Lesions of the Lower Intestinal Tract
Moderators: Dr. Henry Appelman and Dr. Joel K. Greenson
Case 11 -
Depressed type submucosal carcinoma
66-year-old female, was symptom-free and requested a colonoscopic examination for cancer screening.
Depressed type lesion was found in the rectum. Biopsy and subsequent surgical operation was done.
The rectal lesion measuring 15 mm in diameter is a depressed type epithelial neoplasm with minute
invasion to the submucosa. Low-power scans of the lesion indicate that the depression is formed by a
reduction in the thickness of the neoplastic mucosa, which is thinner than the surrounding normal mucosa.
The histological feature of the lesion is rather uniform. Architecturally, it consists of simple
straight tubules with little branching, but shows high-grade cytology evidenced by nuclear enlargement,
condensed or vesicular nuclear chromatin and prominent nucleoli. In one of two sections, few dilated
neoplastic glands separate the muscularis mucosae and invade into the submucosa at the center of the
lesion. In other section, there is a probable biopsy scar which is characterized by disappearance of the
muscularis mucosae and fibrosis in the submucosa.
Case 11 - Slide 1
The depressed type tumor is a recently recognized morphological type of colorectal epithelial
neoplasm. It can be a pure depression or can be accompanied by a slight marginal elevation composed
either neoplastic mucosa or reactive hyperplastic mucosa.  It has been reported by Japanese
workers alone since 1980's,
but now the lesion is described throughout the world.
 It comprises adenoma, intramucosal carcinoma (by Japanese histological criteria which is
equivalent to adenoma with severe dysplasia according to WHO system ) and submucosal invasive
carcinoma. When we confine the discussion to "submucosal carcinoma", depressed type comprised 6%
(25/302) of them in our series of surgically resected materials,  and 0 to 3.1% of all
neoplastic lesions found in endoscopic examinations.
Average size of the tumor in our
series was 14.5 mm in diameter, which was significantly smaller than that of polypoid type submucosal
carcinoma (24.6mm). 
The depressed type tumor shows the high rate of submucosal invasion by small size compared to
the polypoid type.

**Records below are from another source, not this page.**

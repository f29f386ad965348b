use axum::{
    body::{Body, Bytes},
    extract::Request,
    http::{header, HeaderMap, HeaderValue, StatusCode},
    middleware::Next,
    response::Response,
};
use rand::Rng;
use std::fmt::Write;
use std::time::Instant;

use crate::api::error_response;
use crate::middleware::TENANT_HEADER;

/// Per-request trace ID, stored in request extensions and echoed back as
/// `X-Trace-Id`.
#[derive(Clone, Debug)]
pub struct TraceId(pub String);

impl std::ops::Deref for TraceId {
    type Target = str;
    fn deref(&self) -> &str {
        &self.0
    }
}

pub const TRACE_HEADER: &str = "X-Trace-Id";

/// Maximum number of characters logged from a request/response body.
const MAX_BODY_LOG_CHARS: usize = 200;

/// Request bodies above this size are not buffered for logging.
const MAX_BUFFERED_BODY: usize = 1024 * 1024;

/// 16 hex chars (8 random bytes).
fn generate_trace_id() -> String {
    let bytes: [u8; 8] = rand::thread_rng().gen();
    bytes.iter().fold(String::with_capacity(16), |mut s, b| {
        let _ = write!(s, "{b:02x}");
        s
    })
}

/// Truncates to at most `max` bytes on a char boundary.
fn body_snippet(bytes: &[u8], max: usize) -> String {
    match std::str::from_utf8(bytes) {
        Ok("") => String::new(),
        Ok(s) if s.len() > max => {
            let mut end = max;
            while !s.is_char_boundary(end) {
                end -= 1;
            }
            format!("{}...", &s[..end])
        }
        Ok(s) => s.to_string(),
        Err(_) => "<non-utf8 body>".to_string(),
    }
}

fn format_elapsed(elapsed_us: u128) -> String {
    match elapsed_us {
        us if us < 1_000 => format!("{us}µs"),
        us if us < 1_000_000 => format!("{}ms", us / 1_000),
        us => format!("{:.1}s", us as f64 / 1_000_000.0),
    }
}

fn header_or_dash(headers: &HeaderMap, name: &str) -> String {
    headers
        .get(name)
        .and_then(|v| v.to_str().ok())
        .filter(|v| !v.is_empty())
        .unwrap_or("-")
        .to_string()
}

fn is_json(headers: &HeaderMap) -> bool {
    headers
        .get(header::CONTENT_TYPE)
        .and_then(|v| v.to_str().ok())
        .is_some_and(|ct| ct.contains("application/json"))
}

fn log_response(trace_id: &str, status: StatusCode, elapsed: &str, body: &str) {
    let status = status.as_u16();
    match status {
        500.. => tracing::error!(trace_id, status, elapsed, body, "<-- response"),
        400..=499 => tracing::warn!(trace_id, status, elapsed, body, "<-- response"),
        _ if body.is_empty() => tracing::info!(trace_id, status, elapsed, "<-- response"),
        _ => tracing::info!(trace_id, status, elapsed, body, "<-- response"),
    }
}

/// Request/response logging middleware.
///
/// Assigns the trace ID before any other layer runs, so the tenant
/// middleware and handlers can read it from extensions.
pub async fn request_logging(mut req: Request, next: Next) -> Response {
    let trace_id = generate_trace_id();
    req.extensions_mut().insert(TraceId(trace_id.clone()));

    // Swagger UI assets
    if req.uri().path().starts_with("/docs") {
        return next.run(req).await;
    }

    let method = req.method().clone();
    let url = req
        .uri()
        .path_and_query()
        .map(|pq| pq.as_str().to_string())
        .unwrap_or_else(|| req.uri().path().to_string());
    let tenant = header_or_dash(req.headers(), TENANT_HEADER);
    let user_agent = header_or_dash(req.headers(), header::USER_AGENT.as_str());

    let req = if matches!(method.as_str(), "POST" | "PUT" | "PATCH") {
        let (parts, body) = req.into_parts();
        let bytes = match axum::body::to_bytes(body, MAX_BUFFERED_BODY).await {
            Ok(bytes) => bytes,
            Err(e) => {
                tracing::warn!(
                    trace_id = %trace_id,
                    method = %method,
                    path = %url,
                    tenant = %tenant,
                    error = %e,
                    "--> request body rejected"
                );
                let response = error_response(
                    StatusCode::PAYLOAD_TOO_LARGE,
                    &trace_id,
                    "payload_too_large",
                    &format!("Request body exceeds {MAX_BUFFERED_BODY} bytes"),
                );
                log_response(&trace_id, response.status(), "-", "");
                return with_trace_header(response, &trace_id);
            }
        };
        let snippet = body_snippet(&bytes, MAX_BODY_LOG_CHARS);
        tracing::info!(
            trace_id = %trace_id,
            method = %method,
            path = %url,
            tenant = %tenant,
            body = %snippet,
            ua = %user_agent,
            "--> request"
        );
        Request::from_parts(parts, Body::from(bytes))
    } else {
        tracing::info!(
            trace_id = %trace_id,
            method = %method,
            path = %url,
            tenant = %tenant,
            ua = %user_agent,
            "--> request"
        );
        req
    };

    let start = Instant::now();
    let response = next.run(req).await;
    let elapsed = format_elapsed(start.elapsed().as_micros());

    let (parts, body) = response.into_parts();
    let bytes: Bytes = axum::body::to_bytes(body, usize::MAX)
        .await
        .unwrap_or_default();
    let snippet = if is_json(&parts.headers) {
        body_snippet(&bytes, MAX_BODY_LOG_CHARS)
    } else {
        String::new()
    };
    log_response(&trace_id, parts.status, &elapsed, &snippet);

    with_trace_header(Response::from_parts(parts, Body::from(bytes)), &trace_id)
}

fn with_trace_header(mut response: Response, trace_id: &str) -> Response {
    if let Ok(val) = HeaderValue::from_str(trace_id) {
        response.headers_mut().insert(TRACE_HEADER, val);
    }
    response
}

In a large-scaled study of Kashida et al. which examined 22,402 colorectal
neosplasms resected endoscopically or surgically, the invasive rates of depressed type were 7.9%
in lesions not exceeding 5mm, 44.9% in those of 6-10mm, and 69.9% in those of 11-15mm,
while those of polypoid type were 0%, 1.3% and 7.7%, respectively.  This strongly
suggests that the depressed type tumor grows rapidly at an early stage to become advanced cancer, and
implies that the true incidence of depressed type submucosal carcinoma in general population
would be higher than ones described above.
The recognition that colorectal cancer can appear as depressed type has an important clinical
implication. The polyp-cancer sequence  has led endoscopists to focus on polypoid
lesions when screening for tumors. However, it is stressed that ones have to pay attention to
non-polypoid depressed type tumors, as well, in order to detect early stage of colorectal carcinoma.